**Activity**:
The response must hold only the lines from the line containing "without firing it." through the end of the listing, exactly as written.

**The input**:
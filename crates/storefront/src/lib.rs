//! Daisy Storefront library.
//!
//! Customer-facing state for the Daisy jewelry store:
//!
//! - [`catalog`] - Pure filter/sort engine over the product catalog and the
//!   static seed catalog
//! - [`cart`] - Cart store with variant-aware line merging and derived
//!   totals
//! - [`wishlist`] - Persisted set of liked products
//! - [`auth`] - Customer session store (login, signup, profile, restore)
//! - [`state`] - The aggregate of stores constructed once at application
//!   start
//!
//! The visual layer is not here; every type in this crate is UI-agnostic
//! state that a rendering shell reads and mutates through the exposed
//! operations.

#![cfg_attr(not(test), forbid(unsafe_code))]

pub mod auth;
pub mod cart;
pub mod catalog;
pub mod state;
pub mod wishlist;

pub use auth::{AuthError, AuthStore};
pub use cart::CartStore;
pub use catalog::CatalogQuery;
pub use state::AppState;
pub use wishlist::WishlistStore;
//! Application state shared across the storefront.

use std::sync::Arc;

use daisy_client::{ApiClient, ClientConfig, Storage, StorageError};

use crate::auth::AuthStore;
use crate::cart::CartStore;
use crate::wishlist::WishlistStore;

/// Aggregate of the storefront's stores, constructed once at application
/// start.
///
/// Cheaply cloneable via `Arc`. A long-running client never tears this
/// down; tests build a fresh instance per case over in-memory storage.
#[derive(Clone)]
pub struct AppState {
    inner: Arc<AppStateInner>,
}

struct AppStateInner {
    config: ClientConfig,
    api: ApiClient,
    auth: AuthStore,
    cart: CartStore,
    wishlist: WishlistStore,
}

impl AppState {
    /// Create the application state over the configured storage file.
    ///
    /// # Errors
    ///
    /// Returns an error if the storage file exists but cannot be read.
    pub async fn new(config: ClientConfig) -> Result<Self, StorageError> {
        let storage = Storage::open(&config.storage_path).await?;
        Ok(Self::with_storage(config, storage).await)
    }

    /// Create the application state over an explicit storage handle.
    ///
    /// Tests inject `Storage::memory()` here.
    pub async fn with_storage(config: ClientConfig, storage: Storage) -> Self {
        let api = ApiClient::new(&config, storage.clone());
        let auth = AuthStore::restore(api.clone(), storage.clone()).await;
        let cart = CartStore::restore(storage.clone()).await;
        let wishlist = WishlistStore::restore(storage).await;

        Self {
            inner: Arc::new(AppStateInner {
                config,
                api,
                auth,
                cart,
                wishlist,
            }),
        }
    }

    /// Get a reference to the client configuration.
    #[must_use]
    pub fn config(&self) -> &ClientConfig {
        &self.inner.config
    }

    /// Get a reference to the REST adapter.
    #[must_use]
    pub fn api(&self) -> &ApiClient {
        &self.inner.api
    }

    /// Get a reference to the customer session store.
    #[must_use]
    pub fn auth(&self) -> &AuthStore {
        &self.inner.auth
    }

    /// Get a reference to the cart store.
    #[must_use]
    pub fn cart(&self) -> &CartStore {
        &self.inner.cart
    }

    /// Get a reference to the wishlist store.
    #[must_use]
    pub fn wishlist(&self) -> &WishlistStore {
        &self.inner.wishlist
    }
}

#[cfg(test)]
#[allow(clippy::unwrap_used)]
mod tests {
    use super::*;

    #[tokio::test]
    async fn test_fresh_state_is_empty() {
        let state = AppState::with_storage(ClientConfig::default(), Storage::memory()).await;
        assert!(!state.auth().is_authenticated().await);
        assert!(state.cart().items().await.is_empty());
        assert!(state.wishlist().items().await.is_empty());
    }

    #[tokio::test]
    async fn test_stores_share_storage() {
        let storage = Storage::memory();
        {
            let state =
                AppState::with_storage(ClientConfig::default(), storage.clone()).await;
            let piece = crate::catalog::seed::catalog().first().unwrap().clone();
            state.cart().add(&piece, 1, None, None).await.unwrap();
            state.wishlist().add(&piece).await.unwrap();
        }

        // A second state over the same storage sees the snapshots
        let state = AppState::with_storage(ClientConfig::default(), storage).await;
        assert_eq!(state.cart().total_items().await, 1);
        assert_eq!(state.wishlist().items().await.len(), 1);
    }
}
//! Search input debouncing, modeled as pure state transitions.
//!
//! The original console wired a timer callback to the search box; this
//! version keeps the same 300 ms window but holds the pending value and its
//! deadline as plain data. Feeding a new value supersedes the previous one
//! (latest input wins), and [`Debouncer::fire`] emits once the deadline has
//! elapsed. Callers own the clock: production code passes
//! `Instant::now()`, tests pass synthetic instants and never sleep.

use std::time::{Duration, Instant};

/// The search box debounce window.
pub const SEARCH_DEBOUNCE: Duration = Duration::from_millis(300);

#[derive(Debug, Clone)]
struct Pending {
    value: String,
    deadline: Instant,
}

/// A cancellable single-value debouncer.
#[derive(Debug, Clone)]
pub struct Debouncer {
    window: Duration,
    pending: Option<Pending>,
}

impl Default for Debouncer {
    fn default() -> Self {
        Self::new(SEARCH_DEBOUNCE)
    }
}

impl Debouncer {
    /// Create a debouncer with an explicit window.
    #[must_use]
    pub const fn new(window: Duration) -> Self {
        Self {
            window,
            pending: None,
        }
    }

    /// Feed a new input value at time `now`.
    ///
    /// Any previously pending value is discarded; only the latest input
    /// ever fires.
    pub fn input(&mut self, value: impl Into<String>, now: Instant) {
        self.pending = Some(Pending {
            value: value.into(),
            deadline: now + self.window,
        });
    }

    /// Emit the pending value if its deadline has elapsed at `now`.
    ///
    /// Returns `None` while the window is still open or nothing is pending.
    /// A value fires at most once.
    pub fn fire(&mut self, now: Instant) -> Option<String> {
        if self.pending.as_ref().is_some_and(|p| now >= p.deadline) {
            return self.pending.take().map(|p| p.value);
        }
        None
    }

    /// The value waiting to fire, if any.
    #[must_use]
    pub fn pending(&self) -> Option<&str> {
        self.pending.as_ref().map(|p| p.value.as_str())
    }

    /// When the pending value becomes eligible to fire.
    #[must_use]
    pub fn deadline(&self) -> Option<Instant> {
        self.pending.as_ref().map(|p| p.deadline)
    }

    /// Drop any pending value without firing it.
    pub fn cancel(&mut self) {
        self.pending = None;
    }
}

**Task output**:
    /// Drop any pending value without firing it.
    pub fn cancel(&mut self) {
        self.pending = None;
    }
}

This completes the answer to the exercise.